What is an IUL (Indexed Universal Life Insurance)?
Indexed Universal Life Insurance (IUL) is a type of permanent life insurance that offers both a death benefit and a cash value component. It combines the flexibility of universal life insurance with the potential for growth linked to the performance of a specific market index, such as the S&P 500.
Unlike traditional universal life insurance, which typically earns interest at a fixed rate, an IUL's cash value growth is tied to the performance of a market index, but the policyholder’s money is not directly invested in the market. This means you can benefit from market gains while protecting your principal from market losses due to a built-in floor (usually 0% or 1%).

Key Benefits of an IUL
Potential for Market-Linked Growth
The cash value of an IUL is tied to the performance of a stock market index, allowing you to potentially earn more interest than a traditional whole life or universal life insurance policy.
Downside Protection
While you benefit from market gains, your cash value is protected from market losses.
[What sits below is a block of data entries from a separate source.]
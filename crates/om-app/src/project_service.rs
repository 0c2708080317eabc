//! Project loading, saving and introspection.

use std::path::Path;

use om_project::schema::{BeamlineDef, Project, TopologyDef};

use crate::error::{AppError, AppResult};

/// Summary of a beamline for listing.
#[derive(Debug, Clone)]
pub struct BeamlineSummary {
    pub id: String,
    pub name: String,
    pub topology: TopologyDef,
    pub element_count: usize,
    pub length_m: f64,
}

/// Load and validate a project from a YAML or JSON file.
pub fn load_project(path: &Path) -> AppResult<Project> {
    Ok(om_project::load(path)?)
}

/// Check the document rules, then compile every beamline so element
/// parameters the schema cannot check (energies, field strengths) are
/// verified too.
pub fn validate_project(project: &Project) -> AppResult<()> {
    om_project::validate_project(project).map_err(om_project::ProjectError::from)?;
    for beamline in &project.beamlines {
        crate::lattice_compile::compile_beamline(beamline)?;
    }
    Ok(())
}

/// Save a project; the extension selects YAML or JSON.
pub fn save_project(path: &Path, project: &Project) -> AppResult<()> {
    om_project::save(path, project).map_err(|e| match e {
        om_project::ProjectError::Io(source) => AppError::ProjectFileWrite {
            path: path.to_path_buf(),
            source,
        },
        other => AppError::Project(other),
    })
}

/// List all beamlines in the project with summaries.
pub fn list_beamlines(project: &Project) -> Vec<BeamlineSummary> {
    project
        .beamlines
        .iter()
        .map(|bl| {
            let cell_length: f64 = bl
                .sequence
                .iter()
                .filter_map(|id| bl.elements.iter().find(|e| &e.id == id))
                .map(|e| e.length_m)
                .sum();
            BeamlineSummary {
                id: bl.id.clone(),
                name: bl.name.clone(),
                topology: bl.topology,
                element_count: bl.sequence.len() * bl.periods,
                length_m: cell_length * bl.periods as f64,
            }
        })
        .collect()
}

/// Get a specific beamline by ID.
pub fn get_beamline<'a>(project: &'a Project, beamline_id: &str) -> AppResult<&'a BeamlineDef> {
    project
        .beamlines
        .iter()
        .find(|b| b.id == beamline_id)
        .ok_or_else(|| AppError::BeamlineNotFound(beamline_id.to_string()))
}
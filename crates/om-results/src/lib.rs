//! om-results: run reports and the on-disk run cache.

pub mod hash;
pub mod store;
pub mod types;

pub use hash::compute_run_id;
pub use store::RunStore;
pub use types::*;

pub type ResultsResult<T> = Result<T, ResultsError>;

#[derive(thiserror::Error, Debug)]
pub enum ResultsError {
    #[error("I/O error: {0}")]
    Io(#[from] std::io::Error),

    #[error("JSON error: {0}")]
    Json(#[from] serde_json::Error),

    #[error("Run not found: {run_id}")]
    RunNotFound { run_id: String },

    #[error("Invalid path: {message}")]
    InvalidPath { message: String },
}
Even if the index performs poorly, your cash value typically will not decrease, thanks to the floor feature (usually 0% to 1%).
Flexible Premium Payments
IUL policies offer flexibility in premium payments. You can adjust your premiums and death benefit as your needs change over time, offering you greater control of your policy.
Lifetime Coverage
Like other permanent life insurance products, IUL provides coverage for your entire lifetime (as long as the policy is maintained), unlike term life insurance, which expires after a specific period.
Tax-Deferred Growth
The cash value grows tax-deferred, meaning you do not pay taxes on the gains while they accumulate, allowing the policy's cash value to grow faster over time.
Access to Cash Value
You can borrow or withdraw from the accumulated cash value of the policy (though this may reduce the death benefit and could have tax implications). This can be useful for funding retirement or other major expenses like education or healthcare.
Death Benefit for Your Beneficiaries
The policy pays out a death benefit to your beneficiaries, which can provide financial protection for your loved ones after you’re gone, often with minimal tax implications.
Potential for Dividend Participation
Some IULs offer the option to participate in dividends, which can boost the cash value over time, though this depends on the insurance provider and policy structure.